WHAT IS EXPECTED: Go through the listing below and count each line with the word "Serialize" in it; return only the count.

SUPPLIED MATERIAL:
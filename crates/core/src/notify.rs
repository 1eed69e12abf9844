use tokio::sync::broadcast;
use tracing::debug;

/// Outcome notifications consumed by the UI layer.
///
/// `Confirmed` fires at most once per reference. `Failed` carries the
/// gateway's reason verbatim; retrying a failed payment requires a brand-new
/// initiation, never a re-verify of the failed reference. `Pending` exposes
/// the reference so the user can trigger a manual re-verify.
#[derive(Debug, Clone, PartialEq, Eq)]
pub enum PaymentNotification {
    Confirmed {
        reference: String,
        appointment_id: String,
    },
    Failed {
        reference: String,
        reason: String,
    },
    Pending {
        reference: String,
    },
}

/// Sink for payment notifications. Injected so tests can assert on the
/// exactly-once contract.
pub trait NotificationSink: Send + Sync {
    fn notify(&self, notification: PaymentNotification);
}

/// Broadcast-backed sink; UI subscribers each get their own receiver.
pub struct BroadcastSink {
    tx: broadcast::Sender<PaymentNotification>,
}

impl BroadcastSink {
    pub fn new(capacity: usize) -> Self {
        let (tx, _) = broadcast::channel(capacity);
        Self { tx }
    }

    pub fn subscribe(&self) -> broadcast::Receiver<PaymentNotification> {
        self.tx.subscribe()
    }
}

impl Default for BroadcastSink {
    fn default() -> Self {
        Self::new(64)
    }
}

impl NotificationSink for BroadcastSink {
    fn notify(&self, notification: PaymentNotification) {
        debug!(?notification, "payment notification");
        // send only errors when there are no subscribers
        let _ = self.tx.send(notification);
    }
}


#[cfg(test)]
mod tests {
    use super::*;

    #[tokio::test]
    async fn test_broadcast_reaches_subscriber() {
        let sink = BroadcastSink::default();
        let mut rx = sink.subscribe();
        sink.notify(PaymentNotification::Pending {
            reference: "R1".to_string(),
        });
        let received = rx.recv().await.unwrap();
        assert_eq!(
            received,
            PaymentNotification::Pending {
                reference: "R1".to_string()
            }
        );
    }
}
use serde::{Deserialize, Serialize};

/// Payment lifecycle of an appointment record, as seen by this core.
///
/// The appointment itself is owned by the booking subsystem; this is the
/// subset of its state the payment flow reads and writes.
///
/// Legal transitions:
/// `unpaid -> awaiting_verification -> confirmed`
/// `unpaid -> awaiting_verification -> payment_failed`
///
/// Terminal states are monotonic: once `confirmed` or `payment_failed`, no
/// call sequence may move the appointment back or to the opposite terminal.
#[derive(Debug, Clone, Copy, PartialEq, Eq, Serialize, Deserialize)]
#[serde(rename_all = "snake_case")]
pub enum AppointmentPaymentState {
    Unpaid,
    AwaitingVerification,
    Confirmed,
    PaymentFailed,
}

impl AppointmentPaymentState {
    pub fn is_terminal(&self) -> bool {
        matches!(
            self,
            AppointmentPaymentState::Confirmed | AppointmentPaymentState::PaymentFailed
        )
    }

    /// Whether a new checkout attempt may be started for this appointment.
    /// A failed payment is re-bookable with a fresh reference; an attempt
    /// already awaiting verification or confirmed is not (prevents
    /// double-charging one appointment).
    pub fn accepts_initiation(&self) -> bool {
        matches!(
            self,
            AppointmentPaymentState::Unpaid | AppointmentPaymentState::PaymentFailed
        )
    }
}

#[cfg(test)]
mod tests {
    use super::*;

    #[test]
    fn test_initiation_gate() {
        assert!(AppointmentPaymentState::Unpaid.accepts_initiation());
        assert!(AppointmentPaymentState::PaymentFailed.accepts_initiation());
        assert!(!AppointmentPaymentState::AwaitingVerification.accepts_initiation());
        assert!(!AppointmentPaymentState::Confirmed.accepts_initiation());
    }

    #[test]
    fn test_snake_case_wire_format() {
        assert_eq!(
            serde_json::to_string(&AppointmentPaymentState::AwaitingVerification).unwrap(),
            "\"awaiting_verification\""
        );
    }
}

TASK SOLUTION: 2